Banquets hosted by the current monarch, Queen Elizabeth use 1,104 (six for each guest) George IV’s 4,000-piece Grand Service and it takes eight people three weeks to clean the service. You’d think that with all the money the Royal Family has amassed over the years that they would be able to afford a few non-human dishwashers wouldn’t you? Or maybe have the Royal Corgis lick the service clean. Alternatively and linking into the theme from my earlier post; the Queen owns a McDonald’s near Buckingham Palace as part of her enormous real estate portfolio. So maybe the next banquet should consist of Happy Meals (and the latest movie sponsored toy) for all guests. I can picture it now, all the leaders of the Commonwealth countries walking out of Buckingham Palace wearing their Mickey Mouse ears and firing their little plastic Spiderman web shooters at each other.

Do you want fries with that small country?

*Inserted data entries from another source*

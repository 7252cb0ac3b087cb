use axum::Json;
use axum::extract::{Path, State};
use axum::http::StatusCode;
use serde_json::{Value, json};

use super::super::AppState;

/// Remove a task's build directory and drop its cache entry.
pub(crate) async fn delete_task(
    Path(task_id): Path<i64>,
    State(state): State<AppState>,
) -> (StatusCode, Json<Value>) {
    match state.worker.send_task_delete(task_id) {
        Ok(()) => (StatusCode::OK, Json(json!({}))),
        Err(err) => (
            StatusCode::SERVICE_UNAVAILABLE,
            Json(json!({ "error": err.to_string() })),
        ),
    }
}
use thiserror::Error;

/// Marker recorded against a run when it is cancelled, whether it was still
/// queued or already running.
pub const CANCELLED_MARKER: &str = "Run Cancelled\n";

/// Marker surfaced when the scheduler loses track of a run (missing build
/// bridge or handler entry). The run fails; the worker keeps going.
pub const REMOTE_RUNNER_ERROR: &str = "Remote runner error";

/// A task environment build that did not complete. The dependent run becomes
/// BUILD_FAIL; the captured provisioning output travels with the error.
#[derive(Debug, Error)]
#[error("{}", .errors.join("\n"))]
pub struct ProvisioningError {
    pub warnings: Vec<String>,
    pub errors: Vec<String>,
}

/// The job process could not be started. Failures after a successful spawn
/// are reported through the run manager instead, with the accumulated error
/// log attached.
#[derive(Debug, Error)]
pub enum ExecutionError {
    #[error("failed to spawn job process: {0}")]
    Spawn(#[from] std::io::Error),
    #[error("{0}")]
    Failed(String),
}

/// Repository-level failures. Callers log these and carry on: a storage fault
/// must not corrupt in-flight run bookkeeping or crash the worker.
#[derive(Debug, Error)]
pub enum StorageError {
    #[error("database error: {0}")]
    Db(#[from] rusqlite::Error),
    #[error("corrupt run data for run {run_id}: {source}")]
    CorruptRunData {
        run_id: i64,
        source: serde_json::Error,
    },
}
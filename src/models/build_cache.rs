use rusqlite::{OptionalExtension, params};
use sha2::{Digest, Sha512};

use super::Database;
use crate::error::StorageError;
use crate::shared::tasks::TaskType;

/// Hash value no real build can produce; marks an entry as invalid.
const INVALID_HASH: &str = "\0";

fn code_hash(code: &[u8]) -> String {
    let mut hasher = Sha512::new();
    hasher.update(code);
    hex::encode(hasher.finalize())
}

/// Content-addressed cache of completed task builds. An entry is a hit only
/// when type, subtype and code hash all match; the invalidate-before-build,
/// update-after-success ordering means a crash mid-build leaves the entry
/// invalid rather than stale.
#[derive(Clone)]
pub struct BuildCacheRepository {
    db: Database,
}

impl BuildCacheRepository {
    pub fn new(db: Database) -> Self {
        Self { db }
    }

    pub async fn is_cached(
        &self,
        task_id: i64,
        task_type: TaskType,
        subtype: &str,
        code: &[u8],
    ) -> Result<bool, StorageError> {
        let hash = code_hash(code);
        let conn = self.db.lock().await;
        let found: Option<i64> = conn
            .query_row(
                "SELECT task_id FROM task_build_cache \
                 WHERE task_id = ?1 AND type = ?2 AND subtype = ?3 AND code_hash = ?4",
                params![task_id, task_type.as_str(), subtype, hash],
                |row| row.get(0),
            )
            .optional()?;
        Ok(found.is_some())
    }

    /// Force the entry invalid, creating it if absent. Idempotent.
    pub async fn invalidate(&self, task_id: i64) -> Result<(), StorageError> {
        let mut conn = self.db.lock().await;
        let tx = conn.transaction()?;
        let found: Option<i64> = tx
            .query_row(
                "SELECT task_id FROM task_build_cache WHERE task_id = ?1",
                params![task_id],
                |row| row.get(0),
            )
            .optional()?;
        if found.is_some() {
            tx.execute(
                "UPDATE task_build_cache SET code_hash = ?2 WHERE task_id = ?1",
                params![task_id, INVALID_HASH],
            )?;
        } else {
            tx.execute(
                "INSERT INTO task_build_cache (task_id, type, subtype, code_hash) \
                 VALUES (?1, ?2, ?3, ?4)",
                params![task_id, INVALID_HASH, INVALID_HASH, INVALID_HASH],
            )?;
        }
        tx.commit()?;
        Ok(())
    }

    /// Record a completed build, creating the entry if absent.
    pub async fn update(
        &self,
        task_id: i64,
        task_type: TaskType,
        subtype: &str,
        code: &[u8],
    ) -> Result<(), StorageError> {
        let hash = code_hash(code);
        let mut conn = self.db.lock().await;
        let tx = conn.transaction()?;
        let found: Option<i64> = tx
            .query_row(
                "SELECT task_id FROM task_build_cache WHERE task_id = ?1",
                params![task_id],
                |row| row.get(0),
            )
            .optional()?;
        if found.is_some() {
            tx.execute(
                "UPDATE task_build_cache SET type = ?2, subtype = ?3, code_hash = ?4 \
                 WHERE task_id = ?1",
                params![task_id, task_type.as_str(), subtype, hash],
            )?;
        } else {
            tx.execute(
                "INSERT INTO task_build_cache (task_id, type, subtype, code_hash) \
                 VALUES (?1, ?2, ?3, ?4)",
                params![task_id, task_type.as_str(), subtype, hash],
            )?;
        }
        tx.commit()?;
        Ok(())
    }
}
use std::collections::{HashMap, VecDeque};
use std::path::PathBuf;
use std::sync::Arc;

use chrono::Utc;
use serde_json::{Value, json};
use tokio::sync::mpsc;
use tracing::{error, info, warn};

use crate::config::RunnerConfig;
use crate::error::{CANCELLED_MARKER, REMOTE_RUNNER_ERROR};
use crate::jobs::handlers::{BuildConfig, RunConfig, TaskHandler};
use crate::jobs::run_manager::RunManager;
use crate::models::build_cache::BuildCacheRepository;
use crate::models::run::RunRepository;
use crate::push::{self, RemotePush};
use crate::shared::remote_run::{RunData, RunStatus};
use crate::shared::tasks::{TaskType, task_dir};

/// One build request as received over the control channel.
#[derive(Debug, Clone)]
pub struct BuildSpec {
    pub task_id: i64,
    pub task_type: TaskType,
    pub subtype: String,
    pub code: Vec<u8>,
    pub run_id: i64,
}

/// One run request as received over the control channel.
#[derive(Debug, Clone)]
pub struct RunSpec {
    pub run_id: i64,
    pub task_id: i64,
    pub job_id: i64,
    pub task_type: TaskType,
    pub params: Value,
    pub entities: Value,
    pub owned: Value,
    pub access_token: Option<String>,
    pub state: Value,
}

/// Control-channel events. Stops are handled on receipt and never queued.
#[derive(Debug, Clone)]
pub enum WorkerEvent {
    Build(BuildSpec),
    Run(RunSpec),
    Stop { run_id: i64 },
    TaskDelete { task_id: i64 },
}

enum SchedulerMsg {
    Event(WorkerEvent),
    BuildRunBundle(Box<(BuildSpec, RunSpec)>),
    RunFinished(i64),
}

/// Outcome of a build, bridged to its dependent run and consumed exactly once.
#[derive(Debug, Clone)]
struct BuildOutcome {
    can_run: bool,
    warnings: String,
    errors: String,
}

/// The scheduler task is gone; the worker cannot accept control messages.
#[derive(Debug, thiserror::Error)]
#[error("worker scheduler is not running")]
pub struct WorkerUnavailable;

/// Clonable front door to the scheduler actor.
#[derive(Clone)]
pub struct WorkerHandle {
    tx: mpsc::UnboundedSender<SchedulerMsg>,
}

impl WorkerHandle {
    pub fn send_event(&self, event: WorkerEvent) -> Result<(), WorkerUnavailable> {
        self.tx
            .send(SchedulerMsg::Event(event))
            .map_err(|_| WorkerUnavailable)
    }

    /// Submit a build and its dependent run as one atomic pair: the scheduler
    /// enqueues both inside a single message, so no other event for the task
    /// can slip between them.
    pub fn send_build_run_bundle(
        &self,
        build: BuildSpec,
        run: RunSpec,
    ) -> Result<(), WorkerUnavailable> {
        self.tx
            .send(SchedulerMsg::BuildRunBundle(Box::new((build, run))))
            .map_err(|_| WorkerUnavailable)
    }

    pub fn send_stop(&self, run_id: i64) -> Result<(), WorkerUnavailable> {
        self.send_event(WorkerEvent::Stop { run_id })
    }

    pub fn send_task_delete(&self, task_id: i64) -> Result<(), WorkerUnavailable> {
        self.send_event(WorkerEvent::TaskDelete { task_id })
    }
}

/// Lets a run manager tell the scheduler its run is finished without touching
/// scheduler state directly.
#[derive(Clone)]
pub struct SchedulerNotifier {
    tx: mpsc::UnboundedSender<SchedulerMsg>,
}

impl SchedulerNotifier {
    pub(crate) fn run_finished(&self, run_id: i64) {
        let _ = self.tx.send(SchedulerMsg::RunFinished(run_id));
    }
}
use anyhow::Result;
use serde::Deserialize;
use std::path::{Path, PathBuf};
use tracing::info;

/// Worker configuration, loaded from a TOML file. Every field has a default
/// so a missing file or a partial file both work.
#[derive(Debug, Clone, Deserialize, Default)]
pub struct RunnerConfig {
    #[serde(default)]
    pub worker: WorkerConfig,

    #[serde(default)]
    pub runner: JobRunnerConfig,

    #[serde(default)]
    pub push: PushConfig,
}

#[derive(Debug, Clone, Deserialize)]
pub struct WorkerConfig {
    #[serde(default = "default_host")]
    pub host: String,

    #[serde(default = "default_port")]
    pub port: u16,

    #[serde(default = "default_db_path")]
    pub db_path: PathBuf,

    /// Parent directory of per-task build directories.
    #[serde(default = "default_build_dir")]
    pub build_dir: PathBuf,
}

#[derive(Debug, Clone, Deserialize)]
pub struct JobRunnerConfig {
    /// Ceiling on persisted job output, in bytes. Output past this is dropped.
    #[serde(default = "default_max_job_output")]
    pub max_job_output: usize,

    /// Delay before a pending output buffer is flushed to storage.
    #[serde(default = "default_output_flush_secs")]
    pub output_flush_secs: u64,

    /// Interval of access-token refresh events for runs that carry one.
    #[serde(default = "default_token_refresh_secs")]
    pub token_refresh_secs: u64,

    /// Record a one-time notice when a run hits the output ceiling.
    #[serde(default = "default_true")]
    pub print_limit_reached_message: bool,

    /// Command that creates a virtualenv, e.g. "python3 -m venv".
    #[serde(default = "default_venv_cmd")]
    pub venv_cmd: String,

    /// Local wheel/sdist directory the support package is installed from.
    /// When unset, jobs run without the support library preinstalled.
    #[serde(default)]
    pub support_package_dir: Option<PathBuf>,

    #[serde(default = "default_support_package")]
    pub support_package: String,
}

#[derive(Debug, Clone, Deserialize)]
pub struct PushConfig {
    /// Base URL of the orchestrator's push endpoints.
    #[serde(default = "default_push_base")]
    pub base_url: String,

    #[serde(default = "default_max_retry_count")]
    pub max_retry_count: u32,

    #[serde(default = "default_retry_interval_secs")]
    pub retry_interval_secs: u64,
}

fn default_host() -> String {
    "0.0.0.0".to_string()
}
fn default_port() -> u16 {
    8480
}
fn default_db_path() -> PathBuf {
    PathBuf::from("remora.sqlite")
}
fn default_build_dir() -> PathBuf {
    PathBuf::from("build")
}
fn default_max_job_output() -> usize {
    1_000_000
}
fn default_output_flush_secs() -> u64 {
    1
}
fn default_token_refresh_secs() -> u64 {
    30
}
fn default_true() -> bool {
    true
}
fn default_venv_cmd() -> String {
    "python3 -m venv".to_string()
}
fn default_support_package() -> String {
    "remora".to_string()
}
fn default_push_base() -> String {
    "http://127.0.0.1:8080/rest/remote".to_string()
}
fn default_max_retry_count() -> u32 {
    4
}
fn default_retry_interval_secs() -> u64 {
    5
}

impl Default for WorkerConfig {
    fn default() -> Self {
        Self {
            host: default_host(),
            port: default_port(),
            db_path: default_db_path(),
            build_dir: default_build_dir(),
        }
    }
}

impl Default for JobRunnerConfig {
    fn default() -> Self {
        Self {
            max_job_output: default_max_job_output(),
            output_flush_secs: default_output_flush_secs(),
            token_refresh_secs: default_token_refresh_secs(),
            print_limit_reached_message: default_true(),
            venv_cmd: default_venv_cmd(),
            support_package_dir: None,
            support_package: default_support_package(),
        }
    }
}

impl Default for PushConfig {
    fn default() -> Self {
        Self {
            base_url: default_push_base(),
            max_retry_count: default_max_retry_count(),
            retry_interval_secs: default_retry_interval_secs(),
        }
    }
}

impl RunnerConfig {
    pub async fn load<P: AsRef<Path>>(path: P) -> Result<Self> {
        let path = path.as_ref();
        if !path.exists() {
            info!("No config file at {}, using defaults.", path.display());
            return Ok(Self::default());
        }
        let content = tokio::fs::read_to_string(path).await?;
        Ok(toml::from_str(&content)?)
    }
}

/// Config file location: `REMORA_CONFIG` when set, `remora.toml` otherwise.
pub fn config_path() -> PathBuf {
    std::env::var_os("REMORA_CONFIG")
        .map(PathBuf::from)
        .unwrap_or_else(|| PathBuf::from("remora.toml"))
}
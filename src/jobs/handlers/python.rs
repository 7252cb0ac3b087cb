use std::collections::HashMap;
use std::os::unix::io::AsRawFd;
use std::path::Path;
use std::process::Stdio;
use std::sync::Arc;

use async_trait::async_trait;
use flate2::read::GzDecoder;
use tokio::io::{AsyncBufReadExt, AsyncReadExt, AsyncWriteExt, BufReader};
use tokio::process::{ChildStdin, Command};
use tokio::sync::Mutex;
use tracing::{error, info};

use super::{BuildConfig, BuildWarnings, RunConfig, TaskHandler};
use crate::config::JobRunnerConfig;
use crate::error::{ExecutionError, ProvisioningError};
use crate::jobs::run_manager::RunManager;
use crate::shared::tasks::{PYTHON_JOB_FILE_NAME, VENV_DIR_NAME, subtype_libs};

/// File descriptor the job's support library writes structured requests to.
const MESSAGE_FD: i32 = 3;

/// Runs Python tasks inside per-task virtualenvs. Each run is one interpreter
/// process wired with stdin, stdout, stderr and a dedicated message stream.
pub struct PythonHandler {
    config: JobRunnerConfig,
    // run id -> pid of the live job process
    running: Arc<Mutex<HashMap<i64, u32>>>,
}

impl PythonHandler {
    pub fn new(config: JobRunnerConfig) -> Self {
        Self {
            config,
            running: Arc::new(Mutex::new(HashMap::new())),
        }
    }

    /// One shell command chain that creates the virtualenv and installs the
    /// subtype's libraries plus the local support package.
    fn venv_init_script(&self, subtype: &str, dest_dir: &Path) -> String {
        let venv_dir = dest_dir.join(VENV_DIR_NAME);
        let activate = venv_dir.join("bin").join("activate");
        let packages = subtype_libs(subtype);

        let mut chain = vec![
            format!("{} {}", self.config.venv_cmd, venv_dir.display()),
            format!(". {}", activate.display()),
        ];
        if !packages.is_empty() {
            chain.push(format!("pip install {}", packages.join(" ")));
        }
        if let Some(dist) = &self.config.support_package_dir {
            chain.push(format!(
                "pip install --no-index --find-links={} {}",
                dist.display(),
                self.config.support_package
            ));
        }
        chain.push("deactivate".to_string());
        chain.join(" && ")
    }
}

/// Task archives arrive as tar, optionally gzipped.
fn extract_code(code: &[u8], dest_dir: &Path) -> std::io::Result<()> {
    if code.starts_with(&[0x1f, 0x8b]) {
        tar::Archive::new(GzDecoder::new(code)).unpack(dest_dir)
    } else {
        tar::Archive::new(code).unpack(dest_dir)
    }
}

fn provisioning_error(message: String) -> ProvisioningError {
    ProvisioningError {
        warnings: Vec::new(),
        errors: vec![message],
    }
}

/// Fold a stream-level error into the run's error log and surface it as an
/// output event. Stream trouble never terminates the run by itself.
async fn report_stream_error(error_log: &Mutex<String>, manager: &Arc<RunManager>, err: &std::io::Error) {
    let message = err.to_string();
    error!("Job stream error: {message}");
    error_log.lock().await.push_str(&message);
    manager.on_output(&message).await;
}

#[async_trait]
impl TaskHandler for PythonHandler {
    async fn init(&self, config: BuildConfig) -> Result<BuildWarnings, ProvisioningError> {
        let BuildConfig {
            subtype,
            code_archive,
            dest_dir,
        } = config;

        let prepare = async {
            if tokio::fs::try_exists(&dest_dir).await? {
                tokio::fs::remove_dir_all(&dest_dir).await?;
            }
            tokio::fs::create_dir_all(&dest_dir).await?;
            let unpack_dir = dest_dir.clone();
            tokio::task::spawn_blocking(move || extract_code(&code_archive, &unpack_dir))
                .await
                .map_err(std::io::Error::other)??;
            Ok::<(), std::io::Error>(())
        };
        if let Err(err) = prepare.await {
            error!("Task build preparation failed: {err}");
            return Err(provisioning_error(err.to_string()));
        }

        let script = self.venv_init_script(&subtype, &dest_dir);
        let output = Command::new("bash")
            .arg("-c")
            .arg(&script)
            .stdout(Stdio::piped())
            .stderr(Stdio::piped())
            .output()
            .await
            .map_err(|err| provisioning_error(err.to_string()))?;

        if output.status.success() {
            Ok(Vec::new())
        } else {
            let combined = format!(
                "{}{}",
                String::from_utf8_lossy(&output.stderr),
                String::from_utf8_lossy(&output.stdout)
            );
            Err(provisioning_error(format!(
                "Environment build ended with {} and the following output (stderr, stdout):\n{combined}",
                output.status
            )))
        }
    }

    async fn run(
        &self,
        config: RunConfig,
        manager: Arc<RunManager>,
    ) -> Result<(), ExecutionError> {
        let RunConfig {
            run_id,
            task_dir,
            input_data,
            ..
        } = config;

        let python = task_dir.join(VENV_DIR_NAME).join("bin").join("python");
        let input_line = serde_json::to_string(&input_data)
            .map_err(|err| ExecutionError::Failed(format!("input data serialization failed: {err}")))?;

        // The message stream is a socketpair whose child end becomes fd 3.
        let (child_end, parent_end) =
            std::os::unix::net::UnixStream::pair().map_err(ExecutionError::Spawn)?;
        let message_fd = child_end.as_raw_fd();

        let mut cmd = Command::new(&python);
        cmd.arg(PYTHON_JOB_FILE_NAME)
            .current_dir(&task_dir)
            .stdin(Stdio::piped())
            .stdout(Stdio::piped())
            .stderr(Stdio::piped());
        // dup2 clears CLOEXEC, so the stream survives the exec; when the fd
        // already sits at 3 the flag has to be dropped by hand
        let wire_message_fd = move || {
            if message_fd == MESSAGE_FD {
                let flags = unsafe { libc::fcntl(MESSAGE_FD, libc::F_GETFD) };
                if flags == -1
                    || unsafe { libc::fcntl(MESSAGE_FD, libc::F_SETFD, flags & !libc::FD_CLOEXEC) }
                        == -1
                {
                    return Err(std::io::Error::last_os_error());
                }
            } else if unsafe { libc::dup2(message_fd, MESSAGE_FD) } == -1 {
                return Err(std::io::Error::last_os_error());
            }
            Ok(())
        };
        unsafe {
            cmd.pre_exec(wire_message_fd);
        }

        let mut child = cmd.spawn().map_err(ExecutionError::Spawn)?;
        drop(child_end);

        parent_end
            .set_nonblocking(true)
            .map_err(ExecutionError::Spawn)?;
        let message_stream =
            tokio::net::UnixStream::from_std(parent_end).map_err(ExecutionError::Spawn)?;

        let stdin = child
            .stdin
            .take()
            .ok_or_else(|| ExecutionError::Failed("job stdin not captured".to_string()))?;
        let mut stdout = child
            .stdout
            .take()
            .ok_or_else(|| ExecutionError::Failed("job stdout not captured".to_string()))?;
        let mut stderr = child
            .stderr
            .take()
            .ok_or_else(|| ExecutionError::Failed("job stderr not captured".to_string()))?;

        if let Some(pid) = child.id() {
            self.running.lock().await.insert(run_id, pid);
        }

        let stdin: Arc<Mutex<ChildStdin>> = Arc::new(Mutex::new(stdin));
        let error_log = Arc::new(Mutex::new(String::new()));

        // the input payload goes out immediately, one JSON line
        {
            let mut stdin = stdin.lock().await;
            let write = async {
                stdin.write_all(input_line.as_bytes()).await?;
                stdin.write_all(b"\n").await
            };
            if let Err(err) = write.await {
                report_stream_error(&error_log, &manager, &err).await;
            }
        }

        // stdout streams live to the run manager
        {
            let manager = manager.clone();
            let error_log = error_log.clone();
            tokio::spawn(async move {
                let mut chunk = vec![0u8; 8192];
                loop {
                    match stdout.read(&mut chunk).await {
                        Ok(0) => break,
                        Ok(n) => {
                            manager
                                .on_output(&String::from_utf8_lossy(&chunk[..n]))
                                .await;
                        }
                        Err(err) => {
                            report_stream_error(&error_log, &manager, &err).await;
                            break;
                        }
                    }
                }
            });
        }

        // stderr only accumulates; it surfaces if the run ends badly
        {
            let manager = manager.clone();
            let error_log = error_log.clone();
            tokio::spawn(async move {
                let mut chunk = vec![0u8; 8192];
                loop {
                    match stderr.read(&mut chunk).await {
                        Ok(0) => break,
                        Ok(n) => {
                            error_log
                                .lock()
                                .await
                                .push_str(&String::from_utf8_lossy(&chunk[..n]));
                        }
                        Err(err) => {
                            report_stream_error(&error_log, &manager, &err).await;
                            break;
                        }
                    }
                }
            });
        }

        // message stream: every request line gets exactly one reply line on
        // stdin, errors included, or the job would block forever
        {
            let manager = manager.clone();
            let error_log = error_log.clone();
            let stdin = stdin.clone();
            tokio::spawn(async move {
                let mut lines = BufReader::new(message_stream).lines();
                loop {
                    match lines.next_line().await {
                        Ok(Some(line)) => {
                            let reply = manager.on_request(&line).await;
                            let mut framed = reply.to_string();
                            framed.push('\n');
                            let mut stdin = stdin.lock().await;
                            if let Err(err) = stdin.write_all(framed.as_bytes()).await {
                                report_stream_error(&error_log, &manager, &err).await;
                            }
                        }
                        Ok(None) => break,
                        Err(err) => {
                            report_stream_error(&error_log, &manager, &err).await;
                            break;
                        }
                    }
                }
            });
        }

        // exit waiter: the only place the run's terminal outcome is decided
        {
            let running = self.running.clone();
            tokio::spawn(async move {
                let status = child.wait().await;
                running.lock().await.remove(&run_id);
                let log = error_log.lock().await.clone();
                match status {
                    Ok(status) if status.success() => manager.on_success(None).await,
                    Ok(status) => {
                        manager
                            .on_fail(format!(
                                "Run failed with {status}\n\nError log:\n{log}"
                            ))
                            .await;
                    }
                    Err(err) => {
                        manager
                            .on_fail(format!("{err}\n\nError log:\n{log}"))
                            .await;
                    }
                }
            });
        }

        Ok(())
    }

    async fn stop(&self, run_id: i64) {
        let running = self.running.lock().await;
        if let Some(&pid) = running.get(&run_id) {
            info!("Interrupting job process for run {run_id} (pid {pid})");
            // cooperative only: the job may catch SIGINT and clean up
            unsafe {
                libc::kill(pid as libc::pid_t, libc::SIGINT);
            }
        }
    }
}
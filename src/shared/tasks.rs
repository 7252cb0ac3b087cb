use std::path::{Path, PathBuf};

use serde::{Deserialize, Serialize};

/// Entry file every task archive must provide.
pub const PYTHON_JOB_FILE_NAME: &str = "job.py";

/// Virtualenv directory created inside each task's build directory.
pub const VENV_DIR_NAME: &str = ".env";

/// Libraries installed into every Python task environment.
pub const DEFAULT_PYTHON_LIBS: &[&str] = &["elasticsearch6", "requests"];

/// Handler variant selector. A closed set: adding a task type means adding a
/// handler implementation and a registry entry.
#[derive(Debug, Clone, Copy, PartialEq, Eq, Hash, Serialize, Deserialize)]
#[serde(rename_all = "snake_case")]
pub enum TaskType {
    Python,
}

impl TaskType {
    pub fn as_str(self) -> &'static str {
        match self {
            TaskType::Python => "python",
        }
    }
}

/// Library profile for a task subtype. Unknown subtypes fall back to the
/// baseline set.
pub fn subtype_libs(subtype: &str) -> Vec<&'static str> {
    let extra: &[&str] = match subtype {
        "energy_plus" => &["eppy", "requests"],
        "numpy" => &["numpy", "dtw"],
        "pandas" => &["pandas"],
        _ => &[],
    };
    let mut libs = DEFAULT_PYTHON_LIBS.to_vec();
    libs.extend_from_slice(extra);
    libs
}

/// On-disk build directory for a task.
pub fn task_dir(build_dir: &Path, task_id: i64) -> PathBuf {
    build_dir.join(task_id.to_string())
}

#[cfg(test)]
mod tests {
    use super::*;

    #[test]
    fn unknown_subtype_gets_baseline_libs() {
        assert_eq!(subtype_libs(""), DEFAULT_PYTHON_LIBS.to_vec());
        assert_eq!(subtype_libs("no_such_profile"), DEFAULT_PYTHON_LIBS.to_vec());
    }

    #[test]
    fn profiles_extend_the_baseline() {
        let libs = subtype_libs("pandas");
        for lib in DEFAULT_PYTHON_LIBS {
            assert!(libs.contains(lib));
        }
        assert!(libs.contains(&"pandas"));
    }
}
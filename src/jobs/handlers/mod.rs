pub mod python;

use std::collections::HashMap;
use std::path::PathBuf;
use std::sync::Arc;

use async_trait::async_trait;
use serde_json::Value;

use crate::config::JobRunnerConfig;
use crate::error::{ExecutionError, ProvisioningError};
use crate::jobs::run_manager::RunManager;
use crate::shared::tasks::TaskType;

/// Everything a handler needs to (re)build one task's environment.
#[derive(Debug, Clone)]
pub struct BuildConfig {
    pub subtype: String,
    pub code_archive: Vec<u8>,
    pub dest_dir: PathBuf,
}

/// Per-run inputs for `TaskHandler::run`.
#[derive(Debug, Clone)]
pub struct RunConfig {
    pub job_id: i64,
    pub run_id: i64,
    pub task_dir: PathBuf,
    pub input_data: Value,
}

/// Warnings surfaced by a successful build.
pub type BuildWarnings = Vec<String>;

/// Type-specialized build/run/stop implementation for one task type.
#[async_trait]
pub trait TaskHandler: Send + Sync {
    /// Deterministically recreate the task's build directory, materialize its
    /// source from the archive and provision an isolated runtime environment.
    async fn init(&self, config: BuildConfig) -> Result<BuildWarnings, ProvisioningError>;

    /// Spawn the task's interpreter. Returns once the process is started; the
    /// terminal outcome flows through the run manager. Callers must not run a
    /// task directory that was never successfully built.
    async fn run(
        &self,
        config: RunConfig,
        manager: Arc<RunManager>,
    ) -> Result<(), ExecutionError>;

    /// Cooperatively interrupt the run's process. No-op when the run is not
    /// active.
    async fn stop(&self, run_id: i64);
}

/// Task type to handler. One Python variant today; dispatch stays closed over
/// the `TaskType` enum.
pub fn handler_registry(config: &JobRunnerConfig) -> HashMap<TaskType, Arc<dyn TaskHandler>> {
    let mut handlers: HashMap<TaskType, Arc<dyn TaskHandler>> = HashMap::new();
    handlers.insert(
        TaskType::Python,
        Arc::new(python::PythonHandler::new(config.clone())),
    );
    handlers
}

I have never had too much interest in our dear fast food chums McDonald’s but their recent Twitter cock-up sparked my interest and I discovered some scary facts that I never knew before thanks to the Business Insider website. Click here to read the full list.

But the ones that really scared me were;

McDonald’s serves 1% of the world’s population every day and sells more than 75 hamburgers every second

McDonald’s’ $24 billion in revenue makes it the 90th-largest economy in the world. But counting $32 billion in revenue from franchise stores, McDonald’s claims the 68th biggest economy, bigger than Ecuador.

They have way too much power I reckon! But having said that so do far too many corporations.

Mooning between a rock and a hard place

So what new piece of useless trivia have I learnt today to share with you? I have learnt that it is illegal to sell moon rock in the USA. A woman is being held in California after a ‘sting’ operation supported by NASA investigators discovered she was trying to sell moon rock. It is considered to be a national treasure in the US.

Personally I’d like to know how they prove it is authentic moon rock? Does rock have DNA? It could just be a piece of meteorite. As for those moon landing conspiracy theorists I bet they think it’s illegal to sell moon rock because if they got their hands on some they would prove that the moon landings were fake. For the record I do not believe that the moon landings were a conspiracy at all. But obviously we all know that Elvis now lives on the moon and drives the number 11 bus around the Sea of Tranquility.

Read the story on the BBC by clicking here. (that’s the illegal to sell moon rocks story, not the Elvis on the moon story ok!)


What did you do during the obesity crisis Daddy?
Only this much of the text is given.